Chwayita Ngamlana’s If I Stay Right Here: a novel of the digital age

Introduction

Sip and Shay first meet in prison. Shay is a journalism student and intern for FlipTheCover, an online publication with the kind of energy and vague coherence typical of a startup. This doesn’t seem to perturb her. It’s paid work, she is doing alright at school and her parents subsidise her lifestyle. Sip is Shay’s latest story but despite the prison official’s assurance that she is one of the ‘sweetest’ inmates, Sip shuts down the interview before it takes off, snapping, “How would a girl like you be able to write about not having anything and having to hustle your whole life…we’re not here to entertain Model C girls so they can go make their school projects colourful.” While she is aware of her relative privilege, Shay’s approach to her work and studies is one of mild and easily distracted curiosity—even boredom. Sip is also in her 20s. An ex-gang member and university dropout from the rougher, poorer side of the tracks, she is lean, mean and sexy. Three months after their initial encounter, Sip is released from prison and moves in with Shay, unbeknownst to the latter’s rent-paying parents. They are in love and their match proves to be heady and explosive.

Chwayita Ngamlana’s debut novel, If I Stay Right Here is a percussive, creatively chaotic and darkly entertaining venture that explores youth, intoxication, sexuality and identity formation in the digital age. This review uses intertextuality and discourse analysis to look at how the text constitutes the social identities of its protagonists. The relational processes under analysis are Sip and Shay’s dysfunctional romance and Shay’s journalistic education and practice in the contexts of gender, sexuality and class. The analysis includes the role of technology in these processes. Ngamlana’s text links these themes with popular culture through music, film, television, consumer product branding and the internet.

Bad (b)Romance

Sip’s name brings to mind the saying, “igama lakho likufanele” (literal translation: your name suits you). A bottle of Carling Black Label beer is always within reach. This drink makes her a champion and gives her the extra courage to appropriate and reinscribe masculinity; each sip makes her more of a ‘chap’ and less of a ‘pussy’. The brand sponsors a major South African men’s soccer tournament in real life thus making it a useful tool to explore the binary discourse around masculinity as power and femininity as subservience. Shay’s preferred drink is Hunter’s Dry. This correlates with her role as the femme and with the contemporary trend of feminisation in the marketing of cider. The hallmarks of domestic abuse manifest almost immediately after Sip moves in. Shay withdraws from her friends, places Sip’s needs first and even drives her to spend a night at a ‘cousin’s’ university residence and funds the meal for the night. Sip is a possessive and jealous lover who enforces her dominance with violence. She punches, insults and financially exploits the object of her affection, accusing Shay of sleeping with the men whom she interviews for work despite the fact that Sip is the philanderer.
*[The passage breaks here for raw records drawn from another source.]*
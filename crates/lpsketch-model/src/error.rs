use lpsketch_lang::{Comparator, LinearError, ParseError};
use lpsketch_solver::{ProblemError, SolutionStatus};
use thiserror::Error;

#[derive(Error, Debug, Clone, PartialEq)]
pub enum ModelError {
    #[error(transparent)]
    Parse(#[from] ParseError),
    #[error("This problem is not linear: {0}")]
    Linear(#[from] LinearError),
    #[error(transparent)]
    Problem(#[from] ProblemError),
    #[error("No objective function has been set")]
    NoObjective,
    #[error("Unknown constraint: {0}")]
    UnknownConstraint(String),
    #[error("Constraint already exists as {0}")]
    DuplicateConstraint(String),
    #[error("Constraint name {0} is reserved for generated names")]
    ReservedName(String),
    #[error("Strict comparator {0} cannot be used in a linear program")]
    StrictComparator(Comparator),
    #[error("The problem has no optimal solution (status {status}, code {code})")]
    NotOptimal { status: SolutionStatus, code: i32 },
    #[error("Cannot plot a problem with {0} variables; at most two are supported")]
    TooManyVariables(usize),
    #[error("Cannot plot a problem without variables")]
    TooFewVariables,
    #[error("Rendering failed: {0}")]
    Render(String),
}

impl ModelError {
    pub fn not_optimal(status: SolutionStatus) -> Self {
        ModelError::NotOptimal {
            status,
            code: status.code(),
        }
    }
}

#[derive(Error, Debug, Clone, PartialEq)]
pub enum AssignmentError {
    #[error("Cost matrix needs at least one resource and one task")]
    EmptyMatrix,
    #[error("Cost matrix must be rectangular: row {row} has {found} columns, expected {expected}")]
    Shape {
        row: usize,
        expected: usize,
        found: usize,
    },
    #[error("Infeasible or unsolved assignment problem (status {status}, code {code})")]
    InfeasibleOrUnsolved { status: SolutionStatus, code: i32 },
    #[error(transparent)]
    Problem(#[from] ProblemError),
}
The protagonists’ mimicry of toxic cis-heterosexual relationships in If I Stay Right Here echoes similar themes in popular music. The text references various artists, such as Rihanna, Lady Gaga, Jennifer Hudson, Drake, Nicki Minaj and Lil’ Wayne, whose songs speak to romantic love as volatile and riddled with manipulation. Indeed, Sip and Shay came into their relationship like Miley Cyrus’ proverbial wrecking ball. Sip also weaponises her lower class status to get Shay to pay for their leisure activities and even at her birthday surprise braai, Shay’s friends take over.

They perform their (hyper) sexuality by partying to Jason Deluro ft. Snoop Dogg’s Wiggle and Beyonce’s Partition and their banter reinforces negative gender-based, black couple tropes. In one scene at the braai, a drunk Sip wants to smoke weed and when Shay quietly expresses her reticence, this exchange follows:

Sip: “Heeeh, baby, come on. My bois are here and it’s my birthday,”

Shay: “I just don’t want you passing out early. You know how weed makes you look even more drunk … I don’t want you to act crazy either … this day is going too well.”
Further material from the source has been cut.